Cunningham served in junior posts in the Blair and Brown governments from 2004 to 2010, and on Ed Miliband's opposition front bench from 2011 to 2013. Prior to his election to the European Parliament, he was Leader of Allerdale District Council from 1992 to 1994.

Early life

Tony Cunningham was born in Workington and educated at the Workington Grammar School (which became Stainburn School in 1984) on Stainburn Road before attending the University of Liverpool where he received a BA degree in History and Politics in 1975, and the Didsbury College of Education, Manchester where he qualified as a teacher with a Postgraduate Certificate in Education in 1976. 

He began his teaching career at the Alsager Comprehensive School on Hassall Road in 1976 until 1980 when he taught at the Mikunguni Trade School in Zanzibar. He returned to Britain in 1983 to teach history at Netherhall School, Maryport on Netherhall Road in Maryport and he remained in post until his election to the European Parliament. For the duration of his teaching career he was a member of the National Union of Teachers, serving as a local secretary 1985–1994, and has been a member of the Amalgamated Engineering and Electrical Union since 1993.

Political career

Local government 
He was elected a councillor to the Allerdale District Council in 1987, and became the leader of the council in 1992, he stepped down from both the leadership and the council in 1994. He was the Mayor of Workington in 1990.

European Parliament 
At the 1994 European Parliament election he became the MEP for Cumbria and Lancashire North, but was defeated in 1999. 

On leaving Strasbourg and Brussels in 1999 he became the Chief Executive of Human Rights NGO INDICT where he remained until his election to the House of Commons.

UK Parliament 
At the 2001 general election, Cunningham was elected as Member of Parliament for Workington, succeeding Dale Campbell-Savours in the safe Labour seat.

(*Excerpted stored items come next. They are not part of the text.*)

//! Optional diagnostic hooks fired at every pipeline state transition.
//!
//! Modeled as a single trait with default no-op methods (matching
//! [`crate::rate_limiter::RateLimiter`]'s single-trait-with-defaults shape)
//! rather than a dynamically-dispatched collection of listeners: the core
//! calls a fixed set of methods on one shared `Arc<dyn Observer<E, R>>`.

use crate::error::ExportError;
use std::panic::{catch_unwind, AssertUnwindSafe};

/// Observer hooks for every stage of the pipeline. Every method has a
/// default no-op body; implementors override only what they need.
///
/// Each call is wrapped by the core in [`invoke`], so a panicking observer
/// cannot take down an exporter worker or the assembler.
pub trait Observer<E, R>: Send + Sync {
    /// Fired once per event accepted into the inbound buffer.
    fn on_inbound_published(&self) {}
    /// Fired once per event refused because the inbound buffer is full.
    fn on_inbound_publish_failed(&self) {}
    /// Fired once per event dropped under [`crate::options::BoundedChannelFullMode::Drop`].
    fn on_item_dropped(&self, item: &E) {
        let _ = item;
    }
    /// Fired once per sealed batch handed to the outbound queue.
    fn on_outbound_published(&self, batch_len: usize) {
        let _ = batch_len;
    }
    /// Fired if sealing a batch races a shutdown in progress.
    fn on_outbound_publish_failed(&self) {}
    /// Fired before each `Export` call, zero-indexed.
    fn on_export_attempt(&self, attempt: u32, item_count: usize) {
        let _ = (attempt, item_count);
    }
    /// Fired after each successful `Export` return, before classification.
    fn on_export_response(&self, response: &R, item_count: usize) {
        let _ = (response, item_count);
    }
    /// Fired when the exporter itself raises an error; terminal for the batch.
    fn on_export_exception(&self, err: &ExportError) {
        let _ = err;
    }
    /// Fired after backoff, before the next attempt, with the items being retried.
    fn on_export_retry(&self, retryable: &[E]) {
        let _ = retryable;
    }
    /// Fired once retries are exhausted with items still pending.
    fn on_export_max_retries(&self, remaining: &[E]) {
        let _ = remaining;
    }
    /// Fired with the items permanently rejected by the server for one attempt.
    fn on_server_rejection(&self, rejected: &[E]) {
        let _ = rejected;
    }
    /// Fired exactly once per batch, regardless of how it terminated.
    fn on_export_buffer_done(&self) {}
    /// Fired once when the assembler task starts.
    fn on_inbound_started(&self) {}
    /// Fired once per exporter worker task that starts.
    fn on_outbound_started(&self) {}
    /// Fired once per exporter worker task that exits.
    fn on_outbound_exited(&self) {}
}

/// Runs an observer callback, catching and logging any panic so it cannot
/// propagate into the calling worker.
pub(crate) fn invoke<F: FnOnce()>(hook_name: &'static str, f: F) {
    if catch_unwind(AssertUnwindSafe(f)).is_err() {
        tracing::error!(hook = hook_name, "observer hook panicked; continuing");
    }
}

/// An observer that does nothing; the default when none is supplied.
#[derive(Debug, Default, Clone, Copy)]
pub struct NoopObserver;

impl<E, R> Observer<E, R> for NoopObserver {}

/// A test/diagnostic observer that counts every hook invocation.
///
/// Grounded on the pattern of wrapping every callback purely to tally events,
/// rather than subclassing or branching on a collection of listeners.
#[derive(Debug, Default)]
pub struct CountingObserver {
    pub inbound_published: std::sync::atomic::AtomicU64,
    pub inbound_publish_failed: std::sync::atomic::AtomicU64,
    pub items_dropped: std::sync::atomic::AtomicU64,
    pub outbound_published: std::sync::atomic::AtomicU64,
    pub export_attempts: std::sync::atomic::AtomicU64,
    pub export_responses: std::sync::atomic::AtomicU64,
    pub export_exceptions: std::sync::atomic::AtomicU64,
    pub export_retries: std::sync::atomic::AtomicU64,
    pub export_max_retries: std::sync::atomic::AtomicU64,
    pub server_rejections: std::sync::atomic::AtomicU64,
    pub export_buffer_done: std::sync::atomic::AtomicU64,
}

impl CountingObserver {
    #[must_use]
    pub fn new() -> Self {
        Self::default()
    }
}

impl<E, R> Observer<E, R> for CountingObserver {
    fn on_inbound_published(&self) {
        self.inbound_published
            .fetch_add(1, std::sync::atomic::Ordering::Relaxed);
    }

    fn on_inbound_publish_failed(&self) {
        self.inbound_publish_failed
            .fetch_add(1, std::sync::atomic::Ordering::Relaxed);
    }

    fn on_item_dropped(&self, _item: &E) {
        self.items_dropped
            .fetch_add(1, std::sync::atomic::Ordering::Relaxed);
    }

    fn on_outbound_published(&self, _batch_len: usize) {
        self.outbound_published
            .fetch_add(1, std::sync::atomic::Ordering::Relaxed);
    }

    fn on_export_attempt(&self, _attempt: u32, _item_count: usize) {
        self.export_attempts
            .fetch_add(1, std::sync::atomic::Ordering::Relaxed);
    }

    fn on_export_response(&self, _response: &R, _item_count: usize) {
        self.export_responses
            .fetch_add(1, std::sync::atomic::Ordering::Relaxed);
    }

    fn on_export_exception(&self, _err: &ExportError) {
        self.export_exceptions
            .fetch_add(1, std::sync::atomic::Ordering::Relaxed);
    }

    fn on_export_retry(&self, _retryable: &[E]) {
        self.export_retries
            .fetch_add(1, std::sync::atomic::Ordering::Relaxed);
    }

    fn on_export_max_retries(&self, _remaining: &[E]) {
        self.export_max_retries
            .fetch_add(1, std::sync::atomic::Ordering::Relaxed);
    }

    fn on_server_rejection(&self, _rejected: &[E]) {
        self.server_rejections
            .fetch_add(1, std::sync::atomic::Ordering::Relaxed);
    }

    fn on_export_buffer_done(&self) {
        self.export_buffer_done
            .fetch_add(1, std::sync::atomic::Ordering::Relaxed);
    }
}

He made his maiden speech on 13 July 2001.

Cunningham was a member of the European Scrutiny Select Committee from 2001 until 2004, when he was appointed Parliamentary Private Secretary to DEFRA Minister Elliot Morley. He was promoted to an Assistant Whip after the 2005 general election, and served as a Lord Commissioner of the Treasury from the 2008 government reshuffle until Labour's election defeat in 2010.

He was knighted in the 2012 Birthday Honours for public and political service. 

In 2012, opposition leader Ed Miliband appointed him to the front bench as a Shadow International Development Minister. He was removed from his role in the October 2013 reshuffle, and served on the International Development Select Committee from 2013 to 2015.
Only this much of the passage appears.